From: alexandru_mg3
Message: 37553
Date: 2005-05-04
--- In cybalist@yahoogroups.com, "tolgs001" <st-george@...> wrote:
> alexandru_mg3 wrote:
>
> >The Hungarian word
>
> [i.e., <kard> [kOrd] "sword"]
>
> >is considered a Slavic Loan?
>
> I found a statement in an article (see URL below), of
> which I don't know whether it is scientifically okay.
>
> It states that Protomagyars once borrowed <kard>
> from the Persian-like idiom spoken by Alans (also known
> as Jász/-ok in Hungarian; cf. the toponyms starting with
> Jász- [ya:s] in an area West of Debreczen and East of
> Budapest).
>
> I used these search words: "kard" + "szláv" + "

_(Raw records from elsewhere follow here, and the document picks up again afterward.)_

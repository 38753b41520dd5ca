//! Matrix protocol integration.
//!
//! - `encryption`: login or session restore, cross signing and recovery
//! - `session`: session tokens and sync token persisted on disk
//! - `sync`: sync loop, auto join and message callback
//! - `client`: [`MatrixClient`], the only type the bot uses

mod client;
mod encryption;
mod session;
mod sync;

pub use crate::matrix::client::MatrixClient;

/// Account of the bot.
#[derive(Debug, Clone)]
pub struct Credentials {
    pub user_id: String,
    pub password: String,
    pub passphrase: String,
}
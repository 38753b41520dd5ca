//! Persistence of the channel room id.
//!
//! The disconnect command replaces the channel room with a fresh one, so the
//! new id is written to the data directory and takes precedence over the
//! configured one on the next start.

use log::{error, info, warn};
use serde::{Deserialize, Serialize};
use tokio::fs;

#[derive(Serialize, Deserialize)]
struct PersistedChannel {
    room_id: String,
}

#[derive(Clone)]
pub struct ChannelStore {
    path: String,
}

impl ChannelStore {
    pub fn new(path: String) -> Self {
        ChannelStore { path }
    }

    pub async fn load(&self) -> Option<String> {
        let Ok(serialized) = fs::read_to_string(&self.path).await else {
            warn!("no persisted channel found");
            return None;
        };

        let Ok(channel) = serde_json::from_str::<PersistedChannel>(&serialized) else {
            error!("failed to deserialize persisted channel, ignoring it");
            return None;
        };

        info!("loaded persisted channel {}", channel.room_id);

        Some(channel.room_id)
    }

    pub async fn persist(&self, room_id: &str) -> Result<(), anyhow::Error> {
        let serialized = serde_json::to_string(&PersistedChannel {
            room_id: room_id.to_owned(),
        })?;
        fs::write(&self.path, serialized).await?;

        info!("persisted channel {}", room_id);
        Ok(())
    }

    /// The persisted channel if any, `configured` otherwise.
    pub async fn resolve(&self, configured: &str) -> String {
        self.load().await.unwrap_or_else(|| configured.to_owned())
    }
}
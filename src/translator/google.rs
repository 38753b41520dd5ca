//! HTTP client for the Google translate endpoint.

use std::time::Duration;

use log::{debug, info};
use reqwest::Client;
use serde_json::Value;

use crate::translator::{Language, Translator, TranslatorError};

/// Translator backed by the public `translate_a/single` endpoint.
///
/// A single request returns both the translated sentences and the detected
/// source language, so detection reuses the translate call with English as target.
pub struct GoogleTranslator {
    /// Base URL, without trailing slash
    url: String,
    client: Client,
}

impl GoogleTranslator {
    pub fn new(url: &str, timeout: Duration) -> Result<Self, TranslatorError> {
        let client = Client::builder().timeout(timeout).build()?;
        Ok(GoogleTranslator {
            url: url.to_string(),
            client,
        })
    }

    async fn request(&self, text: &str, target: &str) -> Result<Value, TranslatorError> {
        let url = format!("{}/translate_a/single", &self.url);
        debug!("request {} to {}", &url, target);

        let body: Value = self
            .client
            .get(&url)
            .query(&[
                ("client", "gtx"),
                ("sl", "auto"),
                ("tl", target),
                ("dt", "t"),
                ("q", text),
            ])
            .send()
            .await?
            .error_for_status()?
            .json()
            .await?;

        debug!("response from {} -> {}", &url, &body);

        Ok(body)
    }
}

/// Concatenates the translated sentences found at `[0][i][0]`.
fn parse_translation(body: &Value) -> Result<String, TranslatorError> {
    let sentences = body
        .get(0)
        .and_then(Value::as_array)
        .ok_or_else(|| TranslatorError::UnexpectedResponse("missing sentences".to_owned()))?;

    let translation: String = sentences
        .iter()
        .filter_map(|sentence| sentence.get(0).and_then(Value::as_str))
        .collect();

    if translation.is_empty() {
        return Err(TranslatorError::UnexpectedResponse(
            "empty translation".to_owned(),
        ));
    }

    Ok(translation)
}

/// Reads the detected source language at index `2`.
fn parse_detected_language(body: &Value) -> Result<String, TranslatorError> {
    body.get(2)
        .and_then(Value::as_str)
        .map(str::to_owned)
        .ok_or_else(|| TranslatorError::UnexpectedResponse("missing source language".to_owned()))
}

impl Translator for GoogleTranslator {
    async fn detect_language(&self, text: &str) -> Result<String, TranslatorError> {
        info!("detect language");
        let body = self.request(text, Language::English.code()).await?;
        parse_detected_language(&body)
    }

    async fn translate(&self, text: &str, target: Language) -> Result<String, TranslatorError> {
        info!("translate to {}", target.name());
        let body = self.request(text, target.code()).await?;
        parse_translation(&body)
    }
}
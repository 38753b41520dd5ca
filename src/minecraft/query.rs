//! UDP query protocol (full stat).
//!
//! A query is a two step exchange: a handshake returns a challenge token, which
//! must be echoed in the full stat request.

use std::collections::HashMap;

use log::debug;
use tokio::net::UdpSocket;

use crate::minecraft::{MinecraftError, QueryResponse};

const MAGIC: [u8; 2] = [0xFE, 0xFD];
const TYPE_HANDSHAKE: u8 = 0x09;
const TYPE_STAT: u8 = 0x00;
/// Session ids must only use the low nibble of each byte.
const SESSION_ID: i32 = 0x0102_0304 & 0x0F0F_0F0F;
const KV_PADDING: &[u8] = b"splitnum\x00\x80\x00";
const PLAYER_PADDING: &[u8] = b"\x01player_";
const MAX_DATAGRAM: usize = 65_535;

pub fn handshake_request(session_id: i32) -> Vec<u8> {
    let mut request = MAGIC.to_vec();
    request.push(TYPE_HANDSHAKE);
    request.extend_from_slice(&session_id.to_be_bytes());
    request
}

pub fn full_stat_request(session_id: i32, token: i32) -> Vec<u8> {
    let mut request = MAGIC.to_vec();
    request.push(TYPE_STAT);
    request.extend_from_slice(&session_id.to_be_bytes());
    request.extend_from_slice(&token.to_be_bytes());
    // Four padding bytes ask for the full stat instead of the basic one
    request.extend_from_slice(&[0x00; 4]);
    request
}

/// Checks the type byte and session id, returning the payload after them.
fn strip_header(data: &[u8], kind: u8, session_id: i32) -> Result<&[u8], MinecraftError> {
    if data.len() < 5 || data[0] != kind {
        return Err(MinecraftError::Protocol("unexpected query packet".to_owned()));
    }
    if data[1..5] != session_id.to_be_bytes() {
        return Err(MinecraftError::Protocol("session id mismatch".to_owned()));
    }
    Ok(&data[5..])
}

pub fn parse_handshake(data: &[u8], session_id: i32) -> Result<i32, MinecraftError> {
    let payload = strip_header(data, TYPE_HANDSHAKE, session_id)?;
    let token = payload.split(|b| *b == 0).next().unwrap_or_default();
    let token: i64 = String::from_utf8_lossy(token)
        .trim()
        .parse()
        .map_err(|_| MinecraftError::Protocol("invalid challenge token".to_owned()))?;

    // The token is sent back as its low 32 bits
    Ok(token as i32)
}

pub fn parse_full_stat(data: &[u8], session_id: i32) -> Result<QueryResponse, MinecraftError> {
    let truncated = || MinecraftError::Protocol("truncated full stat".to_owned());

    let payload = strip_header(data, TYPE_STAT, session_id)?;
    let payload = payload
        .strip_prefix(KV_PADDING)
        .ok_or_else(|| MinecraftError::Protocol("missing key/value padding".to_owned()))?;

    let mut parts = payload.split(|b| *b == 0);
    let mut values: HashMap<String, String> = HashMap::new();
    loop {
        let key = parts.next().ok_or_else(truncated)?;
        if key.is_empty() {
            break;
        }
        let value = parts.next().ok_or_else(truncated)?;
        values.insert(
            String::from_utf8_lossy(key).into_owned(),
            String::from_utf8_lossy(value).into_owned(),
        );
    }

    if parts.next() != Some(PLAYER_PADDING) || parts.next() != Some(&[][..]) {
        return Err(MinecraftError::Protocol("missing player padding".to_owned()));
    }

    let players: Vec<String> = parts
        .take_while(|name| !name.is_empty())
        .map(|name| String::from_utf8_lossy(name).into_owned())
        .collect();

    let value = |key: &str| values.get(key).cloned().unwrap_or_default();
    let number = |key: &str| value(key).parse::<u32>().unwrap_or_default();

    Ok(QueryResponse {
        motd: value("hostname"),
        map: value("map"),
        version: value("version"),
        online: number("numplayers"),
        max: number("maxplayers"),
        players,
    })
}

pub async fn full_stat(host: &str, port: u16) -> Result<QueryResponse, MinecraftError> {
    let socket = UdpSocket::bind(("0.0.0.0", 0)).await?;
    socket.connect((host, port)).await?;

    let mut buf = vec![0u8; MAX_DATAGRAM];

    socket.send(&handshake_request(SESSION_ID)).await?;
    let read = socket.recv(&mut buf).await?;
    let token = parse_handshake(&buf[..read], SESSION_ID)?;

    socket.send(&full_stat_request(SESSION_ID, token)).await?;
    let read = socket.recv(&mut buf).await?;
    let response = parse_full_stat(&buf[..read], SESSION_ID)?;

    debug!("query response {:?}", response);

    Ok(response)
}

> jövevényszó"; or the plural of the latter word
> meaning "loanword/s:" "jövevényszavak")
>
> The statement:
>
> "... kereskedelmi kapcsolatai voltak öseinknek a
> perzsákkal, melyet vám és vásár szavunk bizonyít,
> valamint az iráni alánokkal, melyet a híd és üveg
> szavak mutatnak. Ugyancsak iráni alán átvétel vért,
> kard, asszony (fejedelemasszony), gazdag, tehén,
> tej, vaj (zsiradék), nemez és tíz szavunk is."
>
> excerpted from an essay "Magyar nyelv" ("the Hungarian
> language")
> http://mek.oszk.hu/01900/01992/html/index10.html
>
> "... our ancestors had trade/bartering relations with
> Persians, also attested by words such as <vám>
> [va:m] "customs" + "customs duties," and <vásár>
> ['va:Sa:r] "fair; market; to buy, acquire", as well as
> with the Iranian Alans, cf. the words <híd> [hi:d]
> "bridge" and <üveg> ['üvaeg] "bottle; glass".
> Also Alanian loanwords are <vért> [sic?], kard,
> (fejedelem)asszony, gazdag, tehén, tej, vaj,
> nemez> [sic?] as well as <tíz>." ("blood; sword;
> lady (counterpart of a lord); rich; cow; milk;
> butter; [...?] & ten")
>
> NB1: <vám> > Romanian <vamä> "customs as institution
> and as duties/fee" / <üveg> > Romanian regional (in the West)
> <iagä> and <uiagä> "bottle".
>
> NB2: <gazdag> ['gOzdOg] might be to be taken along
> with <gazda> ['gOzdO], I don't know. For the former, there
> is the Romanian regional loanword <gäzdac> [g&z'dak]
> "rich, well-to-do;", for the latter, there is <gazdä> ['gazd&]
> "host; landlord" (but which in some western regions in
> addition means "rich, well-to-do, prosperous", i.e. even
> "a prosperous host"). (For one of them, or for both, there
> are correspondents in neighboring Slavic languages, AFAIK.)
>
> NB2: the pronunciation of Hung. <tíz> "ten" is very close to
> that of French <dix>, which < Lat. <decem>.